A comienzos de esta semana, la tabacalera Nobleza Piccardo anunció un aumento del 4% en sus cigarrillos. La noticia repercutió de manera dispar en los fumadores y comerciantes. Los primeros se mostraron inmutables, en tanto los vendedores acentuaron su preocupación por sus fuentes de trabajo.

“La gente ya está acostumbrada a estos aumentos. Este es un producto de lujo y el fumador estaba esperando el aumento. La inflación está afectando a todos los productos, en especial este tipo de mercaderias”, sentenció Yaqui Castro, comerciante del departamento de Junín.

Desde el rubro coinciden en que el año pasado se notaba un poco más la queja de los fumadores, seguida de una baja en las ventas que luego se regularizaba. Ante este último incremento las quejas han sido mínimas. “El aumento ya es normal”, aseguran.

 

El duelo entre la Inversión y las Ganancias

Si seguimos en el marco de los cigarrillos, la inversión que un comerciante debe hacer es muy elevada en comparación de años anteriores y las ganancias son prácticamente nulas. Lo mismo sucede con la venta de tarjetas telefónicas, cargas celularque en los últimos años ha obligado al vendedor a tener que ponerles un pequeño plus (por lo general $1) para hacerlas rentables.

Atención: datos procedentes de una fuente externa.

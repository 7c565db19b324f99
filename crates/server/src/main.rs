//! feedstock service binary
//!
//! Wires configuration, publisher, feed drivers and the scheduler
//! together, then runs until the HTTP server exits. Configuration and
//! wiring failures are fatal here; after startup all errors stay inside
//! the scheduler.

use std::path::PathBuf;

use anyhow::Context;
use clap::Parser;
use tracing::info;
use tracing_subscriber::EnvFilter;

use feedstock_config::Config;
use feedstock_scheduler::Scheduler;

#[derive(Parser)]
#[command(
    name = "feedstock",
    version,
    about = "Polls package registries and publishes new release events"
)]
struct Cli {
    /// Path to the YAML configuration file. Without one, the built-in
    /// defaults poll the public firehose feeds and print to stdout.
    #[arg(short, long, env = "FEEDSTOCK_CONFIG")]
    config: Option<PathBuf>,
}

#[tokio::main]
async fn main() -> anyhow::Result<()> {
    tracing_subscriber::fmt()
        .with_env_filter(
            EnvFilter::try_from_default_env().unwrap_or_else(|_| EnvFilter::new("info")),
        )
        .init();

    let cli = Cli::parse();
    let config = match &cli.config {
        Some(path) => Config::from_file(path)
            .with_context(|| format!("failed to load config from {}", path.display()))?,
        None => Config::default_with_env(),
    };

    let publisher = config
        .publisher
        .to_publisher()
        .await
        .context("failed to initialize publisher from config")?;
    info!(publisher = publisher.name(), "using publisher");

    let feeds = config
        .scheduled_feeds()
        .context("failed to initialize feeds from config")?;
    let feed_names: Vec<&str> = feeds.keys().map(String::as_str).collect();
    info!(feeds = %feed_names.join(", "), "watching feeds");

    let initial_cutoff = config.initial_cutoff()?;
    let scheduler = Scheduler::new(feeds, publisher, config.http_port);
    scheduler.run(initial_cutoff, config.timer).await?;

    Ok(())
}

“Siempre la ganancia fue ínfima y antes se los utilizaba como un llamador de clientes pero, en la actualidad, el que compra cigarrillos puede que compre unos caramelos y listo, se terminó la compra”, explica Castro.

 

El panorama del rubro comercial

Es de público conocimiento que los aumentos se registran en todos los productos, aunque el cigarrillo quizás era uno de los más regulados. “Se suponía que había una ley que establecía el precio al público, en realidad un precio sugerido, pero esa ley no existe. Es una ley de productos importados que venían con el precio impreso”, precisa la comerciante.

Ante esta situación, el panorama de las fuentes de trabajo de este rubro es bastante desalentador. Los aumentos en los productos y el pago de alquileres e impuestos generan incertidumbre en quienes se ubican detrás del mostrador.

La lista de precios va en ascenso, las ganancias se mantienen estancadas o disminuyen, la inversión es cada vez mayor y ni hablar de los alquileres. Todo es una cadena, pero que tira en diferentes direcciones.

La cintura del pequeño comerciante se quiebra e intenta sortear las variaciones de un sistema cada vez más desequilibrado. ¿Y el cliente?… hay temas de bolsillo que hoy es mejor no hablar.